Among the estimated 50,000 attendees at RuPaul’s DragCon NYC — an annual convention drawing drag devotees to its dramatic vast pink carpet, outlandish performances and sea of wig, makeup and glittery costume booths — was a familiar, if jarringly unexpected face: that of Sen. Elizabeth Warren.
“Hello, DragCon!” she began, via a pre-recorded minute-and-a-half video message played from the main stage of the vast Jacob K. Javits Convention Center — after a catwalk parade of queens from RuPaul’s Drag Race U.K. season 1 and a rousing DJ set by RuPaul Charles himself.
Drag celeb Trixie Mattel introduced the presidential hopeful’s message, first telling the crowd about how she went to vote at an L.A. elementary school last year in full drag. “And if I have the time to vote, in drag,” she noted, “you b*****s do, too.”
Warren, in her video, urged everyone to make sure they had registered to vote, saying, “When we make our voices heard, when we get into the fight, we win.” She also called out the record number of trans Americans, particularly trans women of color, who were killed last year. “We need to fight back,” she said. “Equal means equal, period.”

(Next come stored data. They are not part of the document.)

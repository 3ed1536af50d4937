//! Slack and overlap derivation.
//!
//! Pure O(n) pass over the reconciled base list. Previous slack/overlap
//! entries are always discarded and recomputed, never patched.

use crate::emitter::{EmitterAnalysis, EndpointRef};
use crate::types::{
    duration_to_hours, AnchorRef, EndpointField, OverlapInfo, Segment, SegmentKind, Timeline,
};

/// Drop every slack/overlap entry.
pub fn remove_derived_segments(timeline: &Timeline) -> Timeline {
    timeline.without_derived()
}

/// Insert slack and overlap entries between adjacent segments.
///
/// `analysis` must have been computed on the same base list (derived entries
/// excluded); it locates the pinned endpoints responsible for each overlap.
pub fn compute_slack_and_overlap(timeline: &Timeline, analysis: &EmitterAnalysis) -> Timeline {
    let base = timeline.without_derived();
    let segments = base.segments();
    let mut out = Vec::with_capacity(segments.len() * 2);
    let (mut slack_count, mut overlap_count) = (0usize, 0usize);

    for (i, cur) in segments.iter().enumerate() {
        out.push(cur.clone());
        let Some(next) = segments.get(i + 1) else {
            continue;
        };
        let (Some(cur_end), Some(next_start)) = (cur.end.utc, next.start.utc) else {
            continue;
        };

        let delta = next_start - cur_end;
        if delta > chrono::Duration::zero() {
            slack_count += 1;
            out.push(Segment::derived(
                SegmentKind::Slack,
                cur.id,
                next.id,
                Some(cur_end),
                Some(next_start),
                duration_to_hours(delta),
            ));
        } else if delta < chrono::Duration::zero() {
            overlap_count += 1;
            let info = overlap_info(&base, analysis, i);
            out.push(Segment::derived(
                SegmentKind::Overlap(info),
                cur.id,
                next.id,
                Some(next_start),
                Some(cur_end),
                duration_to_hours(-delta),
            ));
        }
    }

    tracing::debug!(slack = slack_count, overlap = overlap_count, "derived segments computed");
    Timeline::new(out)
}

/// Locate the anchors and contributors of an overlap between `left` and `left + 1`.
fn overlap_info(base: &Timeline, analysis: &EmitterAnalysis, left: usize) -> OverlapInfo {
    let right = left + 1;

    let left_positions = (0..=left)
        .rev()
        .flat_map(|i| [EndpointRef::new(i, EndpointField::End), EndpointRef::new(i, EndpointField::Start)]);
    let left_anchor = find_anchor(base, analysis, left_positions, EndpointRef::new(left, EndpointField::End), |a| {
        a.will_emit_forward
    });

    let right_positions = (right..base.len())
        .flat_map(|i| [EndpointRef::new(i, EndpointField::Start), EndpointRef::new(i, EndpointField::End)]);
    let right_anchor = find_anchor(base, analysis, right_positions, EndpointRef::new(right, EndpointField::Start), |a| {
        a.will_emit_backward
    });

    let first = left_anchor
        .and_then(|a| base.position(&a.segment_id))
        .unwrap_or(left);
    let last = right_anchor
        .and_then(|a| base.position(&a.segment_id))
        .unwrap_or(right);
    let contributors = base.segments()[first..=last].iter().map(|s| s.id).collect();

    OverlapInfo {
        left_anchor,
        right_anchor,
        contributors,
    }
}

/// First pinned endpoint along `positions` that is either the boundary
/// endpoint itself or emits toward the boundary.
fn find_anchor(
    base: &Timeline,
    analysis: &EmitterAnalysis,
    positions: impl Iterator<Item = EndpointRef>,
    boundary: EndpointRef,
    emits_toward: impl Fn(&crate::emitter::EmitterAnnotation) -> bool,
) -> Option<AnchorRef> {
    positions
        .filter_map(|position| {
            let annotation = analysis.get(position)?;
            let segment = base.get(position.index)?;
            (annotation.segment_id == segment.id).then_some((position, annotation, segment))
        })
        .find(|(position, annotation, _)| annotation.pinned && (*position == boundary || emits_toward(annotation)))
        .map(|(position, _, segment)| {
            let endpoint = segment.endpoint(position.field);
            AnchorRef {
                segment_id: segment.id,
                field: position.field,
                lock: endpoint.lock,
                utc: endpoint.utc,
            }
        })
}
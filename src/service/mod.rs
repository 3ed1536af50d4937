//! Trip Planner REST Service
//!
//! Exposes the trip planner as a REST API.
//!
//! ## Endpoints
//!
//! - `GET /api/timeline` - Last committed timeline
//! - `POST /api/edits` - Apply a timeline edit and reconcile
//! - `POST /api/reconcile` - Reconcile the working list again
//! - `GET /api/overlaps` - Overlaps with their resolution options
//! - `POST /api/overlaps/resolve` - Apply one resolution action
//! - `GET /health` - Detailed service health check
//! - `GET /health/live` - Liveness probe
//! - `GET /health/ready` - Readiness probe

pub mod middleware;
pub mod routes;
pub mod state;

pub use middleware::{metrics_middleware, record_edit, record_reconcile_metrics};
pub use routes::{create_router, AppState, ErrorResponse};
pub use state::{ServiceRouter, ServiceState};
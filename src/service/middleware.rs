//! Service middleware for metrics and request tracking.
//!
//! ## Metrics Exposed
//!
//! - `request` - request count and latency by path, method, status
//! - `reconcile` - segments, overlaps and unrouted drives per committed pass
//! - `edit` - edit outcomes by operation

use axum::{
    extract::Request,
    middleware::Next,
    response::Response,
};
use regex_lite::Regex;
use std::sync::OnceLock;
use std::time::Instant;
use tracing::info;

use crate::pipeline::ReconcileOutcome;

/// Metrics middleware that records request counts and latency.
///
/// Uses tracing events; aggregate them from the logs.
pub async fn metrics_middleware(request: Request, next: Next) -> Response {
    let start = Instant::now();
    let method = request.method().clone();
    let path = normalize_path(request.uri().path());

    let response = next.run(request).await;

    let latency = start.elapsed();
    let status = response.status().as_u16();

    info!(
        target: "trip_timeline::metrics",
        metric_type = "request",
        path = %path,
        method = %method,
        status = status,
        latency_ms = latency.as_millis() as u64,
        "request_metric"
    );

    response
}

/// Normalize path for metrics to avoid high cardinality.
///
/// Replaces segment UUIDs with a placeholder.
fn normalize_path(path: &str) -> String {
    static UUID: OnceLock<Option<Regex>> = OnceLock::new();
    let uuid = UUID.get_or_init(|| {
        Regex::new(r"[0-9a-f]{8}-[0-9a-f]{4}-[0-9a-f]{4}-[0-9a-f]{4}-[0-9a-f]{12}").ok()
    });

    match uuid {
        Some(re) => re.replace_all(path, ":id").to_string(),
        None => path.to_string(),
    }
}

/// Record metrics for a committed reconciliation pass.
pub fn record_reconcile_metrics(outcome: &ReconcileOutcome, latency_ms: u64) {
    info!(
        target: "trip_timeline::metrics",
        metric_type = "reconcile",
        segments = outcome.timeline.len(),
        overlaps = outcome.overlap_count(),
        unrouted = outcome.unrouted.len(),
        warnings = outcome.warnings.len(),
        latency_ms = latency_ms,
        "reconcile_metric"
    );
}

/// Record the outcome of one edit.
pub fn record_edit(op: &str, status: &str) {
    info!(
        target: "trip_timeline::metrics",
        metric_type = "edit",
        op = op,
        status = status,
        "edit_metric"
    );
}
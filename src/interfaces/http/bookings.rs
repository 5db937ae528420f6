use super::error::ApiResult;
use super::extractors::{Body, Caller};
use crate::application::Desk;
use crate::domain::booking::{Booking, BookingDetails};
use axum::{
    Json,
    extract::{Path, State},
    http::StatusCode,
};
use uuid::Uuid;

pub async fn create(
    State(desk): State<Desk>,
    Caller(principal): Caller,
    Body(details): Body<BookingDetails>,
) -> ApiResult<(StatusCode, Json<Booking>)> {
    let booking = desk.bookings.create(&principal, details).await?;
    Ok((StatusCode::CREATED, Json(booking)))
}

pub async fn list_mine(
    State(desk): State<Desk>,
    Caller(principal): Caller,
) -> ApiResult<Json<Vec<Booking>>> {
    let bookings = desk
        .bookings
        .list_for_requester(&principal, &principal.id)
        .await?;
    Ok(Json(bookings))
}

pub async fn list_for_user(
    State(desk): State<Desk>,
    Caller(principal): Caller,
    Path(user_id): Path<String>,
) -> ApiResult<Json<Vec<Booking>>> {
    Ok(Json(
        desk.bookings.list_for_requester(&principal, &user_id).await?,
    ))
}

pub async fn get(
    State(desk): State<Desk>,
    Caller(principal): Caller,
    Path(id): Path<Uuid>,
) -> ApiResult<Json<Booking>> {
    Ok(Json(desk.bookings.get(&principal, id).await?))
}

pub async fn update(
    State(desk): State<Desk>,
    Caller(principal): Caller,
    Path(id): Path<Uuid>,
    Body(details): Body<BookingDetails>,
) -> ApiResult<Json<Booking>> {
    Ok(Json(
        desk.bookings.update_details(&principal, id, details).await?,
    ))
}

pub async fn cancel(
    State(desk): State<Desk>,
    Caller(principal): Caller,
    Path(id): Path<Uuid>,
) -> ApiResult<Json<Booking>> {
    Ok(Json(desk.bookings.cancel(&principal, id).await?))
}
use crate::error::{DeskError, Result};
use chrono::{DateTime, Utc};
use rust_decimal::Decimal;
use rust_decimal_macros::dec;
use serde::{Deserialize, Serialize};
use uuid::Uuid;

/// Price charged for service types missing from [`SERVICE_PRICES`].
pub const DEFAULT_SERVICE_PRICE: Decimal = dec!(3000);

/// Static service type to price table (KES).
pub const SERVICE_PRICES: &[(&str, Decimal)] = &[
    ("oil_change", dec!(2500)),
    ("tire_change", dec!(3500)),
    ("battery_replacement", dec!(4500)),
    ("brake_service", dec!(5500)),
    ("engine_repair", dec!(15000)),
    ("general_maintenance", dec!(3000)),
    ("emergency_service", dec!(8000)),
];

/// Looks up the price of a service type, falling back to [`DEFAULT_SERVICE_PRICE`].
pub fn price_for(service_type: &str) -> Decimal {
    SERVICE_PRICES
        .iter()
        .find(|(name, _)| *name == service_type)
        .map(|(_, price)| *price)
        .unwrap_or(DEFAULT_SERVICE_PRICE)
}

#[derive(Debug, Serialize, Deserialize, PartialEq, Eq, Clone, Copy, Default)]
#[serde(rename_all = "lowercase")]
pub enum Urgency {
    #[default]
    Normal,
    Urgent,
    Emergency,
}

impl Urgency {
    pub fn as_str(&self) -> &'static str {
        match self {
            Self::Normal => "normal",
            Self::Urgent => "urgent",
            Self::Emergency => "emergency",
        }
    }
}

#[derive(Debug, Serialize, Deserialize, PartialEq, Eq, Clone, Copy, Hash)]
#[serde(rename_all = "lowercase")]
pub enum BookingStatus {
    Pending,
    Approved,
    Rejected,
    Completed,
    Cancelled,
}

impl BookingStatus {
    pub const ALL: [BookingStatus; 5] = [
        Self::Pending,
        Self::Approved,
        Self::Rejected,
        Self::Completed,
        Self::Cancelled,
    ];

    pub fn as_str(&self) -> &'static str {
        match self {
            Self::Pending => "pending",
            Self::Approved => "approved",
            Self::Rejected => "rejected",
            Self::Completed => "completed",
            Self::Cancelled => "cancelled",
        }
    }

    pub fn is_terminal(&self) -> bool {
        matches!(self, Self::Rejected | Self::Completed | Self::Cancelled)
    }
}

impl std::fmt::Display for BookingStatus {
    fn fmt(&self, f: &mut std::fmt::Formatter<'_>) -> std::fmt::Result {
        f.write_str(self.as_str())
    }
}

impl std::str::FromStr for BookingStatus {
    type Err = DeskError;

    fn from_str(s: &str) -> Result<Self> {
        Self::ALL
            .into_iter()
            .find(|status| status.as_str() == s)
            .ok_or_else(|| DeskError::ValidationError(format!("Unknown booking status: {s}")))
    }
}

/// Whether a requester may still cancel an approved booking.
#[derive(Debug, Serialize, Deserialize, PartialEq, Eq, Clone, Copy, Default)]
#[serde(rename_all = "snake_case")]
pub enum CancellationPolicy {
    /// Cancellation only from `pending`.
    #[default]
    PendingOnly,
    /// Cancellation from `pending` or `approved`.
    UntilCompleted,
}

impl CancellationPolicy {
    pub fn allows(&self, from: BookingStatus) -> bool {
        match self {
            Self::PendingOnly => from == BookingStatus::Pending,
            Self::UntilCompleted => {
                matches!(from, BookingStatus::Pending | BookingStatus::Approved)
            }
        }
    }
}

/// Who moved a booking out of `pending`, and when.
///
/// Exactly one variant exists for a non-pending booking, matching its status.
#[derive(Debug, Serialize, Deserialize, PartialEq, Clone)]
#[serde(tag = "action", rename_all = "lowercase")]
pub enum Resolution {
    Approved {
        #[serde(rename = "approvedBy")]
        by: String,
        #[serde(rename = "approvedAt")]
        at: DateTime<Utc>,
    },
    Rejected {
        #[serde(rename = "rejectedBy")]
        by: String,
        #[serde(rename = "rejectedAt")]
        at: DateTime<Utc>,
    },
    Completed {
        #[serde(rename = "completedBy")]
        by: String,
        #[serde(rename = "completedAt")]
        at: DateTime<Utc>,
    },
    Cancelled {
        #[serde(rename = "cancelledBy")]
        by: String,
        #[serde(rename = "cancelledAt")]
        at: DateTime<Utc>,
    },
}

impl Resolution {
    pub fn status(&self) -> BookingStatus {
        match self {
            Self::Approved { .. } => BookingStatus::Approved,
            Self::Rejected { .. } => BookingStatus::Rejected,
            Self::Completed { .. } => BookingStatus::Completed,
            Self::Cancelled { .. } => BookingStatus::Cancelled,
        }
    }

    pub fn by(&self) -> &str {
        match self {
            Self::Approved { by, .. }
            | Self::Rejected { by, .. }
            | Self::Completed { by, .. }
            | Self::Cancelled { by, .. } => by,
        }
    }

    pub fn at(&self) -> DateTime<Utc> {
        match self {
            Self::Approved { at, .. }
            | Self::Rejected { at, .. }
            | Self::Completed { at, .. }
            | Self::Cancelled { at, .. } => *at,
        }
    }
}

/// Requester-supplied fields of a new booking.
#[derive(Debug, Deserialize, Clone, Default)]
#[serde(rename_all = "camelCase")]
pub struct BookingDetails {
    pub service_type: Option<String>,
    pub description: Option<String>,
    pub location: Option<String>,
    pub vehicle_info: Option<String>,
    pub urgency: Option<Urgency>,
}

/// A customer's service request.
#[derive(Debug, Serialize, Deserialize, PartialEq, Clone)]
#[serde(rename_all = "camelCase")]
pub struct Booking {
    pub id: Uuid,
    pub requester: String,
    pub service_type: String,
    pub description: Option<String>,
    pub location: Option<String>,
    pub vehicle_info: Option<String>,
    pub urgency: Urgency,
    pub status: BookingStatus,
    pub amount: Decimal,
    pub admin_notes: Option<String>,
    pub rejection_reason: Option<String>,
    pub completion_notes: Option<String>,
    pub estimated_completion: Option<DateTime<Utc>>,
    pub assigned_truck: Option<String>,
    pub resolution: Option<Resolution>,
    pub created_at: DateTime<Utc>,
    pub updated_at: DateTime<Utc>,
}

/// An admin or requester action on an existing booking.
#[derive(Debug, Clone, PartialEq)]
pub enum BookingAction {
    Approve {
        notes: Option<String>,
        estimated_completion: Option<DateTime<Utc>>,
        assigned_truck: Option<String>,
    },
    Reject {
        notes: Option<String>,
        reason: Option<String>,
    },
    Complete {
        notes: Option<String>,
        completion_notes: Option<String>,
    },
    Cancel,
}

impl BookingAction {
    pub fn name(&self) -> &'static str {
        match self {
            Self::Approve { .. } => "approve",
            Self::Reject { .. } => "reject",
            Self::Complete { .. } => "complete",
            Self::Cancel => "cancel",
        }
    }

    /// Past-tense label used in event names.
    pub fn outcome(&self) -> &'static str {
        match self {
            Self::Approve { .. } => "approved",
            Self::Reject { .. } => "rejected",
            Self::Complete { .. } => "completed",
            Self::Cancel => "cancelled",
        }
    }
}

impl Booking {
    pub fn new(requester: &str, details: BookingDetails, now: DateTime<Utc>) -> Result<Self> {
        let service_type = details
            .service_type
            .map(|s| s.trim().to_string())
            .filter(|s| !s.is_empty())
            .ok_or_else(|| DeskError::ValidationError("serviceType is required".to_string()))?;

        Ok(Self {
            id: Uuid::new_v4(),
            requester: requester.to_string(),
            amount: price_for(&service_type),
            service_type,
            description: details.description,
            location: details.location,
            vehicle_info: details.vehicle_info,
            urgency: details.urgency.unwrap_or_default(),
            status: BookingStatus::Pending,
            admin_notes: None,
            rejection_reason: None,
            completion_notes: None,
            estimated_completion: None,
            assigned_truck: None,
            resolution: None,
            created_at: now,
            updated_at: now,
        })
    }

    /// Applies requester edits to a pending booking and re-prices it from the
    /// resulting service type. Fields left out of `details` keep their value.
    pub fn with_details(&self, details: BookingDetails, now: DateTime<Utc>) -> Result<Booking> {
        if self.status != BookingStatus::Pending {
            return Err(DeskError::InvalidStateTransition {
                entity: "booking",
                from: self.status.to_string(),
                action: "edit",
            });
        }

        let mut next = self.clone();
        if let Some(service_type) = details.service_type {
            let service_type = service_type.trim();
            if service_type.is_empty() {
                return Err(DeskError::ValidationError(
                    "serviceType must not be blank".to_string(),
                ));
            }
            next.service_type = service_type.to_string();
        }
        next.description = details.description.or(next.description);
        next.location = details.location.or(next.location);
        next.vehicle_info = details.vehicle_info.or(next.vehicle_info);
        next.urgency = details.urgency.unwrap_or(next.urgency);
        next.amount = price_for(&next.service_type);
        next.updated_at = now;
        Ok(next)
    }

    /// Computes the booking that results from `action`, without touching `self`.
    ///
    /// Fails with `InvalidStateTransition` when the current status is not a valid
    /// source for the action.
    pub fn transition(
        &self,
        action: &BookingAction,
        actor: &str,
        policy: CancellationPolicy,
        now: DateTime<Utc>,
    ) -> Result<Booking> {
        let allowed = match action {
            BookingAction::Approve { .. } | BookingAction::Reject { .. } => {
                self.status == BookingStatus::Pending
            }
            BookingAction::Complete { .. } => self.status == BookingStatus::Approved,
            BookingAction::Cancel => policy.allows(self.status),
        };
        if !allowed {
            return Err(DeskError::InvalidStateTransition {
                entity: "booking",
                from: self.status.to_string(),
                action: action.name(),
            });
        }

        let mut next = self.clone();
        let by = actor.to_string();
        match action {
            BookingAction::Approve {
                notes,
                estimated_completion,
                assigned_truck,
            } => {
                next.admin_notes = notes.clone().or(next.admin_notes);
                next.estimated_completion = estimated_completion.or(next.estimated_completion);
                next.assigned_truck = assigned_truck.clone().or(next.assigned_truck);
                next.resolution = Some(Resolution::Approved { by, at: now });
            }
            BookingAction::Reject { notes, reason } => {
                next.admin_notes = notes.clone().or(next.admin_notes);
                next.rejection_reason = reason.clone();
                next.resolution = Some(Resolution::Rejected { by, at: now });
            }
            BookingAction::Complete {
                notes,
                completion_notes,
            } => {
                next.admin_notes = notes.clone().or(next.admin_notes);
                next.completion_notes = completion_notes.clone();
                next.resolution = Some(Resolution::Completed { by, at: now });
            }
            BookingAction::Cancel => {
                next.resolution = Some(Resolution::Cancelled { by, at: now });
            }
        }
        next.status = next
            .resolution
            .as_ref()
            .map(Resolution::status)
            .unwrap_or(BookingStatus::Pending);
        next.updated_at = now;
        Ok(next)
    }
}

The applause Warren drew was excited (if not quite as frenzied as the response to the U.K. drag queens), though hers was certainly one of the more sober moments of the colorful, over-the-top weekend. Still, it was far from DragCon’s only politically themed event: HeadCount, a non-partisan group that encourages participation in democracy, made calls to action for everyone to get registered, hosted a voting registration booth on the main floor and ran a panel, “When Politics Get Personal,” to encourage activism.
Swing Left also hosted a panel — “Trump and Mitch, Sashay Away: How We Win in 2020” — featuring Marti Gould Cummings, a longtime drag queen who just announced his 2021 run for a seat on the New York City Council.
“Me wearing eyelashes and a wig does not make me less intelligent or less aware of what the issues are,” Cummings told the crowd. “For me, drag is just an extension of who I am … And if drag gets the attention, I can then say, ‘Great, you’re listening? Here’s what the issues are.’” (They are, for Cummings, the city’s high cancer and asthma rates, the viability of small businesses, the need for a higher minimum wage in NYC, police relations and more, just for the record.)
And though Warren herself was not at DragCon, she was the only candidate among the many who were invited, according to organizers, to have a booth on the convention floor — replete with a rainbow-boa-wearing cardboard cutout of Warren for people to pose with. (Fellow hopeful Cory Booker, however, was a guest on RuPaul’s eponymous talk show recently.)
“I think it’s cool,” Moses, a convention attendee from Long Island, N.Y., told Yahoo Lifestyle about Warren’s presence, while wondering aloud where the other candidates — particularly Pete Buttigieg — were. “They should all have tables,” he said, waving a blue cardboard fan that had printed on it, cheekily, “I’m a Warren fan.”
For three years now, DragCon has rolled out its pink carpet in both Los Angeles (in May) and New York City, bringing about 50,000 attendees to each city, every year, over the weekend-long affair; in January, it’ll make its debut in London. And while past years have also featured political panels and events, this year’s, coming just five months before the Iowa caucuses, felt particularly amped up.
But DragCon can’t help but be political, said founders Fenton Bailey and Randy Barbato, the duo behind RuPaul’s Drag Race production company, World of Wonder.
“Ru once said, ‘Every time I bat my eyelashes, it’s a political act.’ And I think it is absolutely the case,” Bailey told Yahoo Lifestyle on Saturday, “because drag is about not fitting in, it’s about not allowing other people to force you to hide your light or to be lesser than you are. It’s inherently political.”
And that’s true not only for the performers, Barbato added, but the fans.
“I think even appreciating drag is political, in a way, because … it’s the way the world’s supposed to be. In many ways, DragCon is like the ground zero of the resistance — and it’s interesting that the resistance would be filled with joy and love and color. It’s the opposite of what you’d expect.”
That’s why World of Wonder is so committed to not only having political organizations at DragCon, but, said Barbato, “to creating this amazing environment and atmosphere, so people leave here spreading that positivity. Because I think that’s what we need, people engaged and positive for the future.”
As far as the spectacle of drag itself goes, added Fenton, “Let’s hope it can have an impact on this very polarized, hate-filled political climate right now.”